[Entries provided]

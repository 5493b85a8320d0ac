/// Data Transfer Objects for application layer
///
/// DTOs are used to transfer data between the application layer
/// and adapters, keeping the domain layer isolated.
mod get_request;
mod get_response;
mod merge_request;
mod merge_response;
mod output_format;

pub use get_request::{GetRequest, DEFAULT_LOCKFILE_NAME};
pub use get_response::GetResponse;
pub use merge_request::MergeRequest;
pub use merge_response::MergeResponse;
pub use output_format::OutputFormat;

[/Entries provided]

- Activity -
For this exercise, find all lines in the records containing the word "application" and copy them.

- Result below -
/// Data Transfer Objects for application layer
/// DTOs are used to transfer data between the application layer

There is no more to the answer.